● What the task asks
Each line from the beginning of the entries below through the line that includes "dump call produced." must be returned exactly as given.

● Material provided

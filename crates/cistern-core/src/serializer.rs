//! Seam to the host's own record dump and load primitives.

use std::path::Path;

use cistern_domain::{DataFormat, ResolvedDefinition};

/// Inputs of one dump call.
#[derive(Debug, Clone, Copy)]
pub struct DumpRequest<'a> {
    pub name: &'a str,
    pub entity_labels: &'a [String],
    pub exclude_labels: &'a [String],
    pub natural_foreign: bool,
    pub natural_primary: bool,
    pub format: DataFormat,
    pub output: &'a Path,
}

impl<'a> DumpRequest<'a> {
    #[must_use]
    pub fn for_definition(definition: &'a ResolvedDefinition, output: &'a Path) -> Self {
        Self {
            name: &definition.name,
            entity_labels: &definition.entity_labels,
            exclude_labels: &definition.exclude_labels,
            natural_foreign: definition.natural_foreign,
            natural_primary: definition.natural_primary,
            format: definition.format,
            output,
        }
    }
}

/// What a dump call produced.
#[derive(Debug, Clone, PartialEq, Eq)]
pub enum DumpPayload {
    /// The serializer wrote `DumpRequest::output` itself.
    Written,
    /// The serializer returned the content; the caller writes it out.
    Bytes(Vec<u8>),
}

/// Inputs of one load call.
#[derive(Debug, Clone, Copy)]
pub struct LoadRequest<'a> {
    pub path: &'a Path,
    pub format: Option<DataFormat>,
    pub exclude_labels: &'a [String],
    /// Tolerate fields and entities the host schema no longer knows.
    pub ignore_unknown: bool,
}

pub trait DataSerializer {
    fn serialize(&self, request: &DumpRequest<'_>) -> anyhow::Result<DumpPayload>;

    /// Loads one data file and returns the host's summary output.
    fn deserialize(&self, request: &LoadRequest<'_>) -> anyhow::Result<String>;
}

/// Equivalent host load command for a data file, for scripts and audit logs.
#[must_use]
pub fn load_command_line(request: &LoadRequest<'_>) -> String {
    let mut parts = vec!["loaddata".to_string()];
    if request.ignore_unknown {
        parts.push("--ignorenonexistent".to_string());
    }
    parts.extend(
        request
            .exclude_labels
            .iter()
            .map(|label| format!("--exclude={label}")),
    );
    parts.push(request.path.display().to_string());
    parts.join(" ")
}
use std::io;
use std::path::{Path, PathBuf};

use cistern_domain::SelectionError;

use crate::walker::StorageIssues;

/// Failed integrity checks on an archive or its payload.
#[derive(Debug, thiserror::Error)]
pub enum IntegrityError {
    #[error("archive checksum mismatch (expected {expected}, got {actual}): archive probably corrupted")]
    ChecksumMismatch { expected: String, actual: String },
    #[error("archive has no manifest at {}", .path.display())]
    ManifestMissing { path: PathBuf },
    #[error("archive manifest {} is not valid JSON: {reason}", .path.display())]
    ManifestUnreadable { path: PathBuf, reason: String },
    #[error("archive manifest is missing the required '{field}' field")]
    ManifestField { field: &'static str },
    #[error("archive manifest entry '{entry}' must be a relative path inside the archive")]
    UnsafeEntry { entry: String },
    #[error("{kind} source missing from archive payload: '{entry}'")]
    SourceMissing { kind: &'static str, entry: String },
}

impl IntegrityError {
    /// Short identifier of the check that failed.
    #[must_use]
    pub fn check(&self) -> &'static str {
        match self {
            Self::ChecksumMismatch { .. } => "checksum",
            Self::ManifestMissing { .. } => "manifest_missing",
            Self::ManifestUnreadable { .. } => "manifest_unreadable",
            Self::ManifestField { .. } => "manifest_field",
            Self::UnsafeEntry { .. } => "manifest_entry",
            Self::SourceMissing { .. } => "payload_source",
        }
    }
}

#[derive(Debug, thiserror::Error)]
pub enum ArchiveError {
    #[error("configuration error: {0}")]
    Configuration(String),
    #[error(transparent)]
    Selection(#[from] SelectionError),
    #[error(transparent)]
    Storages(#[from] StorageIssues),
    #[error(transparent)]
    Integrity(#[from] IntegrityError),
    #[error("{context}: {source}")]
    Io {
        context: String,
        #[source]
        source: io::Error,
    },
    #[error("serializer failed for '{name}': {source}")]
    Serializer {
        name: String,
        #[source]
        source: anyhow::Error,
    },
    #[error("failed to acquire archive '{reference}': {source}")]
    Acquire {
        reference: String,
        #[source]
        source: anyhow::Error,
    },
}

impl ArchiveError {
    pub(crate) fn io(context: impl Into<String>, source: io::Error) -> Self {
        Self::Io {
            context: context.into(),
            source,
        }
    }

    pub(crate) fn at(action: &str, path: &Path) -> impl FnOnce(io::Error) -> Self {
        let context = format!("failed to {action} {}", path.display());
        move |source| Self::Io { context, source }
    }
}

pub type Result<T, E = ArchiveError> = std::result::Result<T, E>;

● Result of the exercise
filename crates/cistern-core/src/serializer.rs
//! Seam to the host's own record dump and load primitives.

use std::path::Path;

use cistern_domain::{DataFormat, ResolvedDefinition};

/// Inputs of one dump call.
#[derive(Debug, Clone, Copy)]
pub struct DumpRequest<'a> {
    pub name: &'a str,
    pub entity_labels: &'a [String],
    pub exclude_labels: &'a [String],
    pub natural_foreign: bool,
    pub natural_primary: bool,
    pub format: DataFormat,
    pub output: &'a Path,
}

impl<'a> DumpRequest<'a> {
    #[must_use]
    pub fn for_definition(definition: &'a ResolvedDefinition, output: &'a Path) -> Self {
        Self {
            name: &definition.name,
            entity_labels: &definition.entity_labels,
            exclude_labels: &definition.exclude_labels,
            natural_foreign: definition.natural_foreign,
            natural_primary: definition.natural_primary,
            format: definition.format,
            output,
        }
    }
}

/// What a dump call produced.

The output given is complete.